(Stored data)
//! Per-item stage payloads.

use std::fmt;

/// Content type of stored audio objects.
pub const AUDIO_CONTENT_TYPE: &str = "audio/mpeg";

/// Media fetched for one video.
#[derive(Clone)]
pub struct DownloadResult {
    /// Raw container bytes as produced by the fetch tool
    pub content: Vec<u8>,
    /// Human-readable title of the video
    pub title: String,
}

impl fmt::Debug for DownloadResult {
    fn fmt(&self, f: &mut fmt::Formatter<'_>) -> fmt::Result {
        f.debug_struct("DownloadResult")
            .field("content_len", &self.content.len())
            .field("title", &self.title)
            .finish()
    }
}

/// Audio payload in the target encoding.
#[derive(Clone, PartialEq, Eq)]
pub struct TranscodedMedia(pub Vec<u8>);

impl TranscodedMedia {
    pub fn len(&self) -> usize {
        self.0.len()
    }

    pub fn is_empty(&self) -> bool {
        self.0.is_empty()
    }

    pub fn into_bytes(self) -> Vec<u8> {
        self.0
    }
}

impl fmt::Debug for TranscodedMedia {
    fn fmt(&self, f: &mut fmt::Formatter<'_>) -> fmt::Result {
        write!(f, "TranscodedMedia({} bytes)", self.0.len())
    }
}

/// Outcome of storing the audio.
///
/// `access_url` is only present for uploaders that issue a time-limited
/// presigned URL. Its absence is not an error.
#[derive(Debug, Clone, Default, PartialEq, Eq)]
pub struct UploadResult {
    pub access_url: Option<String>,
}

impl UploadResult {
    pub fn without_url() -> Self {
        Self { access_url: None }
    }

    pub fn with_url(url: impl Into<String>) -> Self {
        Self {
            access_url: Some(url.into()),
        }
    }
}
//! Media tool configuration.

use std::path::PathBuf;
use std::time::Duration;

/// Configuration shared by the download and transcode stages.
#[derive(Debug, Clone)]
pub struct MediaConfig {
    /// yt-dlp binary
    pub ytdlp_path: String,
    /// FFmpeg binary
    pub ffmpeg_path: String,
    /// yt-dlp format selector
    pub download_quality: String,
    /// Prefix the video identifier is appended to when building the fetch URL
    pub source_url_prefix: String,
    /// MP3 bitrate passed to FFmpeg
    pub audio_bitrate: String,
    /// Upper bound for a single tool invocation
    pub tool_timeout: Duration,
    /// Scratch directory for tool I/O (system temp dir when unset)
    pub work_dir: Option<PathBuf>,
}

impl Default for MediaConfig {
    fn default() -> Self {
        Self {
            ytdlp_path: "yt-dlp".to_string(),
            ffmpeg_path: "ffmpeg".to_string(),
            download_quality: "best".to_string(),
            source_url_prefix: "https://www.youtube.com/watch?v=".to_string(),
            audio_bitrate: "192k".to_string(),
            tool_timeout: Duration::from_secs(1800), // 30 minutes
            work_dir: None,
        }
    }
}

impl MediaConfig {
    /// Create config from environment variables.
    pub fn from_env() -> Self {
        let defaults = Self::default();
        Self {
            ytdlp_path: std::env::var("YTDLP_PATH").unwrap_or(defaults.ytdlp_path),
            ffmpeg_path: std::env::var("FFMPEG_PATH").unwrap_or(defaults.ffmpeg_path),
            download_quality: std::env::var("DOWNLOAD_QUALITY")
                .ok()
                .filter(|s| !s.trim().is_empty())
                .unwrap_or(defaults.download_quality),
            source_url_prefix: std::env::var("MEDIA_SOURCE_URL")
                .unwrap_or(defaults.source_url_prefix),
            audio_bitrate: std::env::var("AUDIO_BITRATE").unwrap_or(defaults.audio_bitrate),
            tool_timeout: std::env::var("MEDIA_TIMEOUT_SECS")
                .ok()
                .and_then(|s| s.parse().ok())
                .map(Duration::from_secs)
                .unwrap_or(defaults.tool_timeout),
            work_dir: std::env::var("WORKER_WORK_DIR").ok().map(PathBuf::from),
        }
    }

    /// Create a fresh scratch directory, removed when the handle drops.
    pub(crate) fn scratch_dir(&self, prefix: &str) -> std::io::Result<tempfile::TempDir> {
        let mut builder = tempfile::Builder::new();
        builder.prefix(prefix);
        match &self.work_dir {
            Some(dir) => {
                std::fs::create_dir_all(dir)?;
                builder.tempdir_in(dir)
            }
            None => builder.tempdir(),
        }
    }
}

Problem description >>
Repeat the records above exactly, from the first line to the last.

Solution >>
//! Per-item stage payloads.

use std::fmt;

/// Content type of stored audio objects.
pub const AUDIO_CONTENT_TYPE: &str = "audio/mpeg";

/// Media fetched for one video.
#[derive(Clone)]
pub struct DownloadResult {
    /// Raw container bytes as produced by the fetch tool
    pub content: Vec<u8>,
    /// Human-readable title of the video
    pub title: String,
}

impl fmt::Debug for DownloadResult {
    fn fmt(&self, f: &mut fmt::Formatter<'_>) -> fmt::Result {
        f.debug_struct("DownloadResult")
            .field("content_len", &self.content.len())
            .field("title", &self.title)
            .finish()
    }
}

/// Audio payload in the target encoding.
#[derive(Clone, PartialEq, Eq)]
pub struct TranscodedMedia(pub Vec<u8>);

impl TranscodedMedia {
    pub fn len(&self) -> usize {
        self.0.len()
    }

    pub fn is_empty(&self) -> bool {
        self.0.is_empty()
    }

    pub fn into_bytes(self) -> Vec<u8> {
        self.0
    }
}

impl fmt::Debug for TranscodedMedia {
    fn fmt(&self, f: &mut fmt::Formatter<'_>) -> fmt::Result {
        write!(f, "TranscodedMedia({} bytes)", self.0.len())
    }
}

/// Outcome of storing the audio.
///
/// `access_url` is only present for uploaders that issue a time-limited
/// presigned URL. Its absence is not an error.
#[derive(Debug, Clone, Default, PartialEq, Eq)]
pub struct UploadResult {
    pub access_url: Option<String>,
}

impl UploadResult {
    pub fn without_url() -> Self {
        Self { access_url: None }
    }

    pub fn with_url(url: impl Into<String>) -> Self {
        Self {
            access_url: Some(url.into()),
        }
    }
}
//! Media tool configuration.

use std::path::PathBuf;
use std::time::Duration;

/// Configuration shared by the download and transcode stages.
#[derive(Debug, Clone)]
pub struct MediaConfig {
    /// yt-dlp binary
    pub ytdlp_path: String,
    /// FFmpeg binary
    pub ffmpeg_path: String,
    /// yt-dlp format selector
    pub download_quality: String,
    /// Prefix the video identifier is appended to when building the fetch URL
    pub source_url_prefix: String,
    /// MP3 bitrate passed to FFmpeg
    pub audio_bitrate: String,
    /// Upper bound for a single tool invocation
    pub tool_timeout: Duration,
    /// Scratch directory for tool I/O (system temp dir when unset)
    pub work_dir: Option<PathBuf>,
}

impl Default for MediaConfig {
    fn default() -> Self {
        Self {
            ytdlp_path: "yt-dlp".to_string(),
            ffmpeg_path: "ffmpeg".to_string(),
            download_quality: "best".to_string(),
            source_url_prefix: "https://www.youtube.com/watch?v=".to_string(),
            audio_bitrate: "192k".to_string(),
            tool_timeout: Duration::from_secs(1800), // 30 minutes
            work_dir: None,
        }
    }
}

impl MediaConfig {
    /// Create config from environment variables.
    pub fn from_env() -> Self {
        let defaults = Self::default();
        Self {
            ytdlp_path: std::env::var("YTDLP_PATH").unwrap_or(defaults.ytdlp_path),
            ffmpeg_path: std::env::var("FFMPEG_PATH").unwrap_or(defaults.ffmpeg_path),
            download_quality: std::env::var("DOWNLOAD_QUALITY")
                .ok()
                .filter(|s| !s.trim().is_empty())
                .unwrap_or(defaults.download_quality),
            source_url_prefix: std::env::var("MEDIA_SOURCE_URL")
                .unwrap_or(defaults.source_url_prefix),
            audio_bitrate: std::env::var("AUDIO_BITRATE").unwrap_or(defaults.audio_bitrate),
            tool_timeout: std::env::var("MEDIA_TIMEOUT_SECS")
                .ok()
                .and_then(|s| s.parse().ok())
                .map(Duration::from_secs)
                .unwrap_or(defaults.tool_timeout),
            work_dir: std::env::var("WORKER_WORK_DIR").ok().map(PathBuf::from),
        }
    }

    /// Create a fresh scratch directory, removed when the handle drops.
    pub(crate) fn scratch_dir(&self, prefix: &str) -> std::io::Result<tempfile::TempDir> {
        let mut builder = tempfile::Builder::new();
        builder.prefix(prefix);
        match &self.work_dir {
            Some(dir) => {
                std::fs::create_dir_all(dir)?;
                builder.tempdir_in(dir)
            }
            None => builder.tempdir(),
        }
    }
}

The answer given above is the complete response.